> _The data_
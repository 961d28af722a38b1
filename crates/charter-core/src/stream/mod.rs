//! NDJSON response stream consumer
//!
//! Turns the chunked response body of the drafting service into an ordered,
//! lazy sequence of [`EventRecord`]s.

mod decoder;
mod record;

pub use decoder::{DecodeStats, DecodeSummary, NdjsonDecoder, Utf8StreamDecoder};
pub use record::{EventRecord, RecordKind};

use std::collections::VecDeque;
use std::fmt::Display;
use std::pin::Pin;

use bytes::Bytes;
use futures::{Stream, StreamExt};
use tracing::debug;

use crate::error::ClientError;

struct RecordStreamState<S> {
    body: Pin<Box<S>>,
    /// `None` once the body ended or failed
    decoder: Option<NdjsonDecoder>,
    ready: VecDeque<EventRecord>,
}

/// Adapt a byte stream into a stream of decoded records
///
/// Records are yielded in source order as soon as their line is complete. A
/// failed read is yielded once as [`ClientError::Read`] and ends the stream.
/// Whatever partial line remains when the body ends is dropped.
pub fn records<S, E>(body: S) -> impl Stream<Item = Result<EventRecord, ClientError>>
where
    S: Stream<Item = Result<Bytes, E>>,
    E: Display,
{
    let state = RecordStreamState {
        body: Box::pin(body),
        decoder: Some(NdjsonDecoder::new()),
        ready: VecDeque::new(),
    };

    futures::stream::unfold(state, |mut state| async move {
        loop {
            if let Some(record) = state.ready.pop_front() {
                return Some((Ok(record), state));
            }
            if state.decoder.is_none() {
                return None;
            }

            match state.body.next().await {
                Some(Ok(chunk)) => {
                    if let Some(decoder) = state.decoder.as_mut() {
                        state.ready.extend(decoder.consume(&chunk));
                    }
                }
                Some(Err(e)) => {
                    state.decoder = None;
                    return Some((Err(ClientError::Read(e.to_string())), state));
                }
                None => {
                    if let Some(decoder) = state.decoder.take() {
                        let summary = decoder.finish();
                        if let Some(partial) = summary.dropped_partial {
                            debug!("Stream ended mid-line, dropped: {}", partial);
                        }
                    }
                    return None;
                }
            }
        }
    })
}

> _Assigned task_
Reproduce the data exactly. All of it is needed.

> _Your solution_
repository 961d28af722a38b1
filename crates/charter-core/src/stream/mod.rs
//! NDJSON response stream consumer
//!
//! Turns the chunked response body of the drafting service into an ordered,
//! lazy sequence of [`EventRecord`]s.

mod decoder;
mod record;

pub use decoder::{DecodeStats, DecodeSummary, NdjsonDecoder, Utf8StreamDecoder};
pub use record::{EventRecord, RecordKind};

use std::collections::VecDeque;
use std::fmt::Display;
use std::pin::Pin;

use bytes::Bytes;
use futures::{Stream, StreamExt};
use tracing::debug;

use crate::error::ClientError;

struct RecordStreamState<S> {
    body: Pin<Box<S>>,
    /// `None` once the body ended or failed
    decoder: Option<NdjsonDecoder>,
    ready: VecDeque<EventRecord>,
}

/// Adapt a byte stream into a stream of decoded records
///
/// Records are yielded in source order as soon as their line is complete. A
/// failed read is yielded once as [`ClientError::Read`] and ends the stream.
/// Whatever partial line remains when the body ends is dropped.
pub fn records<S, E>(body: S) -> impl Stream<Item = Result<EventRecord, ClientError>>
where
    S: Stream<Item = Result<Bytes, E>>,
    E: Display,
{
    let state = RecordStreamState {
        body: Box::pin(body),
        decoder: Some(NdjsonDecoder::new()),
        ready: VecDeque::new(),
    };

    futures::stream::unfold(state, |mut state| async move {
        loop {
            if let Some(record) = state.ready.pop_front() {
                return Some((Ok(record), state));
            }
            if state.decoder.is_none() {
                return None;
            }

            match state.body.next().await {
                Some(Ok(chunk)) => {
                    if let Some(decoder) = state.decoder.as_mut() {
                        state.ready.extend(decoder.consume(&chunk));
                    }
                }
                Some(Err(e)) => {
                    state.decoder = None;
                    return Some((Err(ClientError::Read(e.to_string())), state));
                }
                None => {
                    if let Some(decoder) = state.decoder.take() {
                        let summary = decoder.finish();
                        if let Some(partial) = summary.dropped_partial {
                            debug!("Stream ended mid-line, dropped: {}", partial);
                        }
                    }
                    return None;
                }
            }
        }
    })
}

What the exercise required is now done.